◆ Task:
Wherever "goblin" shows up in the records below, copy the whole line.

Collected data
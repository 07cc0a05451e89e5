//! ELF library loading.
//!
//! Parses the target library once with goblin and keeps what discovery
//! needs: executable sections, function symbols, loadable segments for
//! address translation, the GOT base and the GNU build-id.

use std::collections::BTreeSet;
use std::path::Path;

use goblin::elf::Elf;

use crate::error::Result;
use crate::strings::{self, StringLookup};
use crate::types::Arch;

/// A function symbol from `.symtab` or `.dynsym`.
#[derive(Debug, Clone, PartialEq, Eq)]
pub struct Symbol {
    pub name: String,
    pub addr: u64,
    /// Size in bytes (0 if unknown).
    pub size: u64,
}

/// Borrowed view of an executable section.
#[derive(Debug, Clone, Copy)]
pub struct ExecSection<'a> {
    pub name: &'a str,
    pub addr: u64,
    pub data: &'a [u8],
}

#[derive(Debug, Clone)]
struct Segment {
    vaddr: u64,
    offset: u64,
    filesz: u64,
}

#[derive(Debug, Clone)]
struct Section {
    name: String,
    addr: u64,
    offset: u64,
    size: u64,
}

/// A parsed C library image.
pub struct LibraryImage {
    path: String,
    data: Vec<u8>,
    arch: Arch,
    segments: Vec<Segment>,
    exec_sections: Vec<Section>,
    symbols: Vec<Symbol>,
    got: Option<u64>,
    build_id: Option<String>,
}

impl LibraryImage {
    /// Read and parse a library from disk.
    pub fn load(path: &Path) -> Result<Self> {
        let data = std::fs::read(path)?;
        Self::parse(path.display().to_string(), data)
    }

    /// Parse an in-memory library; `path` only labels error messages.
    pub fn parse(path: String, data: Vec<u8>) -> Result<Self> {
        let (arch, segments, exec_sections, symbols, got, build_id) = {
            let elf = Elf::parse(&data)?;
            let arch = Arch::from_machine(elf.header.e_machine)?;

            let segments = elf
                .program_headers
                .iter()
                .filter(|ph| ph.p_type == goblin::elf::program_header::PT_LOAD)
                .map(|ph| Segment {
                    vaddr: ph.p_vaddr,
                    offset: ph.p_offset,
                    filesz: ph.p_filesz,
                })
                .collect::<Vec<_>>();

            let mut exec_sections = Vec::new();
            let mut got_plt = None;
            let mut got = None;
            for sh in &elf.section_headers {
                let name = elf.shdr_strtab.get_at(sh.sh_name).unwrap_or("");
                match name {
                    ".got.plt" => got_plt = Some(sh.sh_addr),
                    ".got" => got = Some(sh.sh_addr),
                    _ => {}
                }
                if sh.is_executable() && sh.sh_type != goblin::elf::section_header::SHT_NOBITS {
                    if sh.sh_offset.saturating_add(sh.sh_size) > data.len() as u64 {
                        log::warn!("section {} extends past end of file, skipped", name);
                        continue;
                    }
                    exec_sections.push(Section {
                        name: name.to_string(),
                        addr: sh.sh_addr,
                        offset: sh.sh_offset,
                        size: sh.sh_size,
                    });
                }
            }

            let mut symbols = Vec::new();
            let tables = [(&elf.syms, &elf.strtab), (&elf.dynsyms, &elf.dynstrtab)];
            for (syms, strtab) in tables {
                for sym in syms.iter() {
                    if !sym.is_function() || sym.st_value == 0 {
                        continue;
                    }
                    if let Some(name) = strtab.get_at(sym.st_name) {
                        if !name.is_empty() {
                            symbols.push(Symbol {
                                name: name.to_string(),
                                addr: sym.st_value,
                                size: sym.st_size,
                            });
                        }
                    }
                }
            }
            // One name per address; public names win over `__` aliases.
            symbols.sort_by(|a, b| {
                (a.addr, a.name.starts_with('_'), &a.name).cmp(&(b.addr, b.name.starts_with('_'), &b.name))
            });
            symbols.dedup_by_key(|s| s.addr);

            let build_id = read_build_id(&elf, &data);

            (arch, segments, exec_sections, symbols, got_plt.or(got), build_id)
        };

        Ok(Self {
            path,
            data,
            arch,
            segments,
            exec_sections,
            symbols,
            got,
            build_id,
        })
    }

    pub fn path(&self) -> &str {
        &self.path
    }

    pub fn arch(&self) -> Arch {
        self.arch
    }

    pub fn data(&self) -> &[u8] {
        &self.data
    }

    /// Address the GOT register holds in position-independent i386 code.
    pub fn got_base(&self) -> Option<u64> {
        self.got
    }

    /// GNU build-id as lowercase hex.
    pub fn build_id(&self) -> Option<&str> {
        self.build_id.as_deref()
    }

    pub fn symbols(&self) -> &[Symbol] {
        &self.symbols
    }

    pub fn exec_sections(&self) -> Vec<ExecSection<'_>> {
        self.exec_sections
            .iter()
            .map(|s| ExecSection {
                name: &s.name,
                addr: s.addr,
                data: &self.data[s.offset as usize..(s.offset + s.size) as usize],
            })
            .collect()
    }

    pub fn function_starts(&self) -> BTreeSet<u64> {
        self.symbols.iter().map(|s| s.addr).collect()
    }

    /// Address of a function symbol by exact name.
    pub fn symbol_addr(&self, name: &str) -> Option<u64> {
        self.symbols.iter().find(|s| s.name == name).map(|s| s.addr)
    }

    /// Name an address as `sym` or `sym+0xN`.
    pub fn symbolize(&self, addr: u64) -> Option<String> {
        symbolize(&self.symbols, addr)
    }

    /// Translate a virtual address into a file offset.
    pub fn file_offset(&self, vaddr: u64) -> Option<u64> {
        self.segments
            .iter()
            .find(|seg| vaddr >= seg.vaddr && vaddr - seg.vaddr < seg.filesz)
            .map(|seg| vaddr - seg.vaddr + seg.offset)
    }
}

impl StringLookup for LibraryImage {
    fn find_cstr(&self, literal: &[u8]) -> Option<u64> {
        strings::find_cstr(&self.data, literal)
    }

    fn holds_str(&self, addr: u64, literal: &[u8]) -> bool {
        match self.file_offset(addr) {
            Some(off) => self.data.get(off as usize..).map_or(false, |rest| rest.starts_with(literal)),
            None => false,
        }
    }
}

/// Look up `addr` in a list of symbols sorted by address.
pub fn symbolize(symbols: &[Symbol], addr: u64) -> Option<String> {
    let idx = symbols.partition_point(|s| s.addr <= addr);
    let sym = symbols.get(idx.checked_sub(1)?)?;
    if sym.addr == addr {
        Some(sym.name.clone())
    } else if addr - sym.addr < sym.size {
        Some(format!("{}+{:#x}", sym.name, addr - sym.addr))
    } else {
        None
    }
}

fn read_build_id(elf: &Elf, data: &[u8]) -> Option<String> {
    let notes = elf.iter_note_sections(data, Some(".note.gnu.build-id"))?;
    for note in notes.flatten() {
        if note.n_type == goblin::elf::note::NT_GNU_BUILD_ID {
            return Some(note.desc.iter().map(|b| format!("{:02x}", b)).collect());
        }
    }
    None
}
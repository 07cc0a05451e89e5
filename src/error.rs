use thiserror::Error;

#[derive(Error, Debug)]
pub enum Error {
    #[error("I/O error: {0}")]
    Io(#[from] std::io::Error),

    #[error("parse ELF: {0}")]
    Elf(#[from] goblin::error::Error),

    /// A literal the analysis depends on is missing from the file.
    #[error("file {path} doesn't contain string {literal:?}, not glibc?")]
    StringNotFound { path: String, literal: String },

    #[error("unsupported architecture: {0}")]
    UnsupportedArch(String),

    #[error("disassembler error: {0}")]
    Disassembler(String),

    #[error("JSON error: {0}")]
    Json(#[from] serde_json::Error),

    #[error("invalid configuration: {0}")]
    Config(String),
}

pub type Result<T> = std::result::Result<T, Error>;
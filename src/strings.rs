//! String lookup in raw library bytes.
//!
//! Discovery needs two questions answered about the target file: where a
//! NUL-terminated literal lives, and whether a given address holds a
//! literal. [`StringLookup`] is that capability; [`LibraryImage`] answers
//! it for parsed ELF files and [`RawImage`] for flat byte buffers.
//!
//! [`LibraryImage`]: crate::elf::LibraryImage

use crate::error::{Error, Result};

/// Byte-string queries over the analyzed file.
pub trait StringLookup {
    /// File offset of the first occurrence of `literal` followed by NUL.
    fn find_cstr(&self, literal: &[u8]) -> Option<u64>;

    /// Whether the bytes at virtual address `addr` begin with `literal`.
    fn holds_str(&self, addr: u64, literal: &[u8]) -> bool;
}

/// Like [`StringLookup::find_cstr`], but a missing literal is fatal.
pub fn require_cstr(lookup: &dyn StringLookup, path: &str, literal: &str) -> Result<u64> {
    lookup.find_cstr(literal.as_bytes()).ok_or_else(|| Error::StringNotFound {
        path: path.to_string(),
        literal: literal.to_string(),
    })
}

/// Offset of the first `literal\0` in `data`.
pub fn find_cstr(data: &[u8], literal: &[u8]) -> Option<u64> {
    find_all_cstr(data, literal).into_iter().next()
}

/// Offsets of every `literal\0` in `data`.
pub fn find_all_cstr(data: &[u8], literal: &[u8]) -> Vec<u64> {
    let needle_len = literal.len() + 1;
    if data.len() < needle_len {
        return Vec::new();
    }
    let mut offsets = Vec::new();
    for i in 0..=data.len() - needle_len {
        if &data[i..i + literal.len()] == literal && data[i + literal.len()] == 0 {
            offsets.push(i as u64);
        }
    }
    offsets
}

/// A flat buffer mapped at `base` (virtual address = base + file offset).
#[derive(Debug, Clone, Default)]
pub struct RawImage {
    data: Vec<u8>,
    base: u64,
}

impl RawImage {
    pub fn new(data: Vec<u8>) -> Self {
        Self { data, base: 0 }
    }

    pub fn with_base(data: Vec<u8>, base: u64) -> Self {
        Self { data, base }
    }

    /// Copy `bytes` into the buffer at `offset`, growing it as needed.
    pub fn place(&mut self, offset: usize, bytes: &[u8]) {
        if self.data.len() < offset + bytes.len() {
            self.data.resize(offset + bytes.len(), 0);
        }
        self.data[offset..offset + bytes.len()].copy_from_slice(bytes);
    }
}

impl StringLookup for RawImage {
    fn find_cstr(&self, literal: &[u8]) -> Option<u64> {
        find_cstr(&self.data, literal)
    }

    fn holds_str(&self, addr: u64, literal: &[u8]) -> bool {
        addr.checked_sub(self.base)
            .and_then(|off| self.data.get(off as usize..))
            .map_or(false, |rest| rest.starts_with(literal))
    }
}
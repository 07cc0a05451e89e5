//! Turning the machine state at a call into gadget preconditions.
//!
//! The resolver reads the call target from the program counter and the
//! call arguments from the processor, then decides whether the call can
//! spawn `/bin/sh` and under which constraints. Anything that would make
//! the result depend on the library's load address (a global or static
//! location) is rejected, with one exception: a value loaded twice from a
//! global in the `envp` position is trusted to be `environ`.

use crate::processor::Processor;
use crate::strings::StringLookup;
use crate::symbolic::SymValue;

const BIN_SH: &[u8] = b"/bin/sh";
const SH: &[u8] = b"sh\0";

/// Preconditions and the resulting call, before an offset is attached.
#[derive(Debug, Clone, PartialEq, Eq)]
pub struct Resolution {
    pub constraints: Vec<String>,
    pub effect: String,
}

impl Resolution {
    /// Build a resolution, dropping repeated constraints (first one wins).
    pub fn new(constraints: Vec<String>, effect: String) -> Self {
        let mut unique: Vec<String> = Vec::with_capacity(constraints.len());
        for constraint in constraints {
            if !unique.contains(&constraint) {
                unique.push(constraint);
            }
        }
        Self { constraints: unique, effect }
    }
}

/// What an argument check demands.
#[derive(Debug, Clone, PartialEq, Eq)]
enum Requirement {
    /// Holds unconditionally.
    Nothing,
    Holds(String),
}

impl Requirement {
    fn push_into(self, constraints: &mut Vec<String>) {
        if let Requirement::Holds(constraint) = self {
            constraints.push(constraint);
        }
    }
}

/// Decides whether a processor state ends in a shell.
pub struct Resolver<'a> {
    lookup: &'a dyn StringLookup,
}

impl<'a> Resolver<'a> {
    pub fn new(lookup: &'a dyn StringLookup) -> Self {
        Self { lookup }
    }

    /// Dispatch on the call target held in the program counter.
    pub fn resolve(&self, processor: &dyn Processor) -> Option<Resolution> {
        let target = processor.call_target();
        if target.contains("execve") {
            self.resolve_execve(processor)
        } else if target.contains("execl") {
            self.resolve_execl(processor)
        } else if target.contains("posix_spawn") {
            self.resolve_posix_spawn(processor)
        } else {
            None
        }
    }

    /// `execve(path, argv, envp)`
    pub fn resolve_execve(&self, processor: &dyn Processor) -> Option<Resolution> {
        if !self.is_bin_sh(&processor.argument(0)) {
            return None;
        }
        let argv = processor.argument(1);
        let envp = processor.argument(2);

        let mut constraints = processor.constraints().to_vec();
        check_argv(processor, &argv, true)?.push_into(&mut constraints);
        let (envp_requirement, envp_term) = check_envp(processor, &envp)?;
        envp_requirement.push_into(&mut constraints);

        Some(Resolution::new(
            constraints,
            format!("execve(\"/bin/sh\", {}, {})", argv, envp_term),
        ))
    }

    /// `execl(path, arg0, ..., NULL)`
    pub fn resolve_execl(&self, processor: &dyn Processor) -> Option<Resolution> {
        if !self.is_bin_sh(&processor.argument(0)) {
            return None;
        }
        let mut args = Vec::new();
        let mut terminator = processor.argument(1);
        if self.is_sh(&terminator) {
            args.push("\"sh\"".to_string());
            terminator = processor.argument(2);
        }

        let mut constraints = processor.constraints().to_vec();
        match &terminator {
            SymValue::Zero => {}
            SymValue::Imm(_) | SymValue::Stack { .. } => return None,
            value if value.is_global_relative() => return None,
            value => constraints.push(format!("{} == NULL", value)),
        }
        args.push(terminator.to_string());

        Some(Resolution::new(
            constraints,
            format!("execl(\"/bin/sh\", {})", args.join(", ")),
        ))
    }

    /// `posix_spawn(pid, path, file_actions, attrp, argv, envp)`
    pub fn resolve_posix_spawn(&self, processor: &dyn Processor) -> Option<Resolution> {
        let pid = processor.argument(0);
        if !self.is_bin_sh(&processor.argument(1)) {
            return None;
        }
        let file_actions = processor.argument(2);
        let attrp = processor.argument(3);
        let argv = processor.argument(4);
        let envp = processor.argument(5);

        let mut constraints = processor.constraints().to_vec();
        check_pid(&pid)?.push_into(&mut constraints);
        check_file_actions(processor, &file_actions)?.push_into(&mut constraints);
        check_attrp(processor, &attrp)?.push_into(&mut constraints);
        check_argv(processor, &argv, false)?.push_into(&mut constraints);
        let (envp_requirement, envp_term) = check_envp(processor, &envp)?;
        envp_requirement.push_into(&mut constraints);

        Some(Resolution::new(
            constraints,
            format!(
                "posix_spawn({}, \"/bin/sh\", {}, {}, {}, {})",
                pid, file_actions, attrp, argv, envp_term
            ),
        ))
    }

    fn is_bin_sh(&self, value: &SymValue) -> bool {
        value
            .global_addr()
            .map_or(false, |addr| self.lookup.holds_str(addr, BIN_SH))
    }

    fn is_sh(&self, value: &SymValue) -> bool {
        value.global_addr().map_or(false, |addr| self.lookup.holds_str(addr, SH))
    }
}

/// NULL-or-empty check shared by `argv` and `envp`.
///
/// A stack address means the array lives on the stack, so its first slot
/// must be NULL. Any other pointer gets the `[p] == NULL || p == NULL`
/// form, or only `[p] == NULL` when a NULL array is not acceptable.
fn check_argv(processor: &dyn Processor, arg: &SymValue, allow_null: bool) -> Option<Requirement> {
    if let Some(offset) = arg.stack_offset() {
        let slot = stack_field(processor, offset, processor.word_size())?;
        return match slot {
            SymValue::Zero => Some(Requirement::Nothing),
            // never NULL
            SymValue::Imm(_) | SymValue::Stack { .. } => None,
            value if value.is_global_relative() => None,
            value => Some(Requirement::Holds(format!("{} == NULL", value))),
        };
    }
    match arg {
        SymValue::Zero if allow_null => Some(Requirement::Nothing),
        SymValue::Zero | SymValue::Imm(_) => None,
        value if value.is_global_relative() => None,
        value if allow_null => Some(Requirement::Holds(format!(
            "{} == NULL || {} == NULL",
            value.deref(),
            value
        ))),
        value => Some(Requirement::Holds(format!("{} == NULL", value.deref()))),
    }
}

◆ Result of the task:
//! Parses the target library once with goblin and keeps what discovery
use goblin::elf::Elf;
                .filter(|ph| ph.p_type == goblin::elf::program_header::PT_LOAD)
                if sh.is_executable() && sh.sh_type != goblin::elf::section_header::SHT_NOBITS {
        if note.n_type == goblin::elf::note::NT_GNU_BUILD_ID {
    Elf(#[from] goblin::error::Error),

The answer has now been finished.